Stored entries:
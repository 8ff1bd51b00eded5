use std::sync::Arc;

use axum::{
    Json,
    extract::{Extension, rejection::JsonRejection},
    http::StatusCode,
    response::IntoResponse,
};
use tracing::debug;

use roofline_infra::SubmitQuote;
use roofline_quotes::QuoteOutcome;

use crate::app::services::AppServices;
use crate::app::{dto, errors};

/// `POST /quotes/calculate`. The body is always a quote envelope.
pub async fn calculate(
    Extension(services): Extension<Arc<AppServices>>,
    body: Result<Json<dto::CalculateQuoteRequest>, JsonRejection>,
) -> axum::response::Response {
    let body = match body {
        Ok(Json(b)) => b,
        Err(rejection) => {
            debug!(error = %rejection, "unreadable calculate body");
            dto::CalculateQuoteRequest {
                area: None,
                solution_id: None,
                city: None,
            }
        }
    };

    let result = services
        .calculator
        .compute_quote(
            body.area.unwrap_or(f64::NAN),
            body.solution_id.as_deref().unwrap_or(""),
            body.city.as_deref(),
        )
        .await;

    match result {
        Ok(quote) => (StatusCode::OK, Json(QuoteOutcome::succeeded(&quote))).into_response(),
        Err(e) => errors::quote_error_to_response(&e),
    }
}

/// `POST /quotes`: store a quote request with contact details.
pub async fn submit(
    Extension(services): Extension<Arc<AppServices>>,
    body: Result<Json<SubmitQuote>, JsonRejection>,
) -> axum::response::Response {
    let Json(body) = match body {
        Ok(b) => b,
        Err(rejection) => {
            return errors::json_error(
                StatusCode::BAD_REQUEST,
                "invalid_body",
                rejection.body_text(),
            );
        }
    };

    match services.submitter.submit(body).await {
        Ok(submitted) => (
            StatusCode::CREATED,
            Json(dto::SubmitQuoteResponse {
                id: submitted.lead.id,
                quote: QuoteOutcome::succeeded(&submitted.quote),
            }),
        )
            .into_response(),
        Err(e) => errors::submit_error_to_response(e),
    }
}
==
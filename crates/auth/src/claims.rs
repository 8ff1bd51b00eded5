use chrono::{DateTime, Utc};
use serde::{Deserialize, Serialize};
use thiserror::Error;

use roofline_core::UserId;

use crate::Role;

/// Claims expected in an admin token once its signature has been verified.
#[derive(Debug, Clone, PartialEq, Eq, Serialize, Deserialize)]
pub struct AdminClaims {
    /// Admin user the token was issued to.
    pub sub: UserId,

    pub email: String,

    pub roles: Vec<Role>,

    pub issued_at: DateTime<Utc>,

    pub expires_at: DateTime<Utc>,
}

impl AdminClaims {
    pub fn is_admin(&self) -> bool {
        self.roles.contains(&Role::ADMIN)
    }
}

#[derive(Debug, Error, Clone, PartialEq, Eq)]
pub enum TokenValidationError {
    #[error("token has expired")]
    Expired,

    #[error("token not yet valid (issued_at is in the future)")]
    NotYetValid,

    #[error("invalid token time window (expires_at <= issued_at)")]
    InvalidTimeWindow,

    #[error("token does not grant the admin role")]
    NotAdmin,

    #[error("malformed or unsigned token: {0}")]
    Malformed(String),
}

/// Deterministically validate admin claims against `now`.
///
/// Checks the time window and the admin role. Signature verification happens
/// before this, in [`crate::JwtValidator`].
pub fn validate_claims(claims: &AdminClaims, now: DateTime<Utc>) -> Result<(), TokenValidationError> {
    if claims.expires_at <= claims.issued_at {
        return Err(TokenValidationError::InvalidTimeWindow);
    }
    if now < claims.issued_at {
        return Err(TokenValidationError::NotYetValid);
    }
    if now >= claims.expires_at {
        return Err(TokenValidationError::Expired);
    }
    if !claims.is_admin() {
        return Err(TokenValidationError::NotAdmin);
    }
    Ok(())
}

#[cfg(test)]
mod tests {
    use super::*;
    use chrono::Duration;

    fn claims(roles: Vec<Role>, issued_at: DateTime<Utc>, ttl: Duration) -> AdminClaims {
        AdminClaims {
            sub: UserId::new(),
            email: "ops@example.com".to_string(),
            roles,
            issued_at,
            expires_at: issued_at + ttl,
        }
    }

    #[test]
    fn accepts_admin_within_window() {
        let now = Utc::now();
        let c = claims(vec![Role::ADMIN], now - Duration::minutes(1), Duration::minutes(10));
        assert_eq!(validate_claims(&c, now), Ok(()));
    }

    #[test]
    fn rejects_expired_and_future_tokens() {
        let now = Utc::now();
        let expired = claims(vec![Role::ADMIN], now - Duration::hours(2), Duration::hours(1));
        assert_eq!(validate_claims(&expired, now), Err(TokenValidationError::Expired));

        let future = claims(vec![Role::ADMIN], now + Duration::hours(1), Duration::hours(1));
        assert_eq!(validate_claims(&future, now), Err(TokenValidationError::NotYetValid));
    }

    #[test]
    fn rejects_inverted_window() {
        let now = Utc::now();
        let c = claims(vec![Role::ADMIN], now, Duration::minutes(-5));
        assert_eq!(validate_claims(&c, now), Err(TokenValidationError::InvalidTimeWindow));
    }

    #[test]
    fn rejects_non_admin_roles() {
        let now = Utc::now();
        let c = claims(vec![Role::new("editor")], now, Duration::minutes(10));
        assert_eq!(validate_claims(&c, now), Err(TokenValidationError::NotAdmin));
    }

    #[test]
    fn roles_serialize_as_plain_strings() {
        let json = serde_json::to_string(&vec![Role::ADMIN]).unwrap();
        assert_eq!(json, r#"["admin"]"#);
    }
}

◆ Action item
Taking the line with "pub struct AdminClaims" as the first and the line with "if claims.expires_at <= claims.issued_at" as the last, retype that stretch of the data above exactly, with no other lines.

◆ Result
pub struct AdminClaims {
    /// Admin user the token was issued to.
    pub sub: UserId,

    pub email: String,

    pub roles: Vec<Role>,

    pub issued_at: DateTime<Utc>,

    pub expires_at: DateTime<Utc>,
}

impl AdminClaims {
    pub fn is_admin(&self) -> bool {
        self.roles.contains(&Role::ADMIN)
    }
}

#[derive(Debug, Error, Clone, PartialEq, Eq)]
pub enum TokenValidationError {
    #[error("token has expired")]
    Expired,

    #[error("token not yet valid (issued_at is in the future)")]
    NotYetValid,

    #[error("invalid token time window (expires_at <= issued_at)")]
    InvalidTimeWindow,

    #[error("token does not grant the admin role")]
    NotAdmin,

    #[error("malformed or unsigned token: {0}")]
    Malformed(String),
}

/// Deterministically validate admin claims against `now`.
///
/// Checks the time window and the admin role. Signature verification happens
/// before this, in [`crate::JwtValidator`].
pub fn validate_claims(claims: &AdminClaims, now: DateTime<Utc>) -> Result<(), TokenValidationError> {
    if claims.expires_at <= claims.issued_at {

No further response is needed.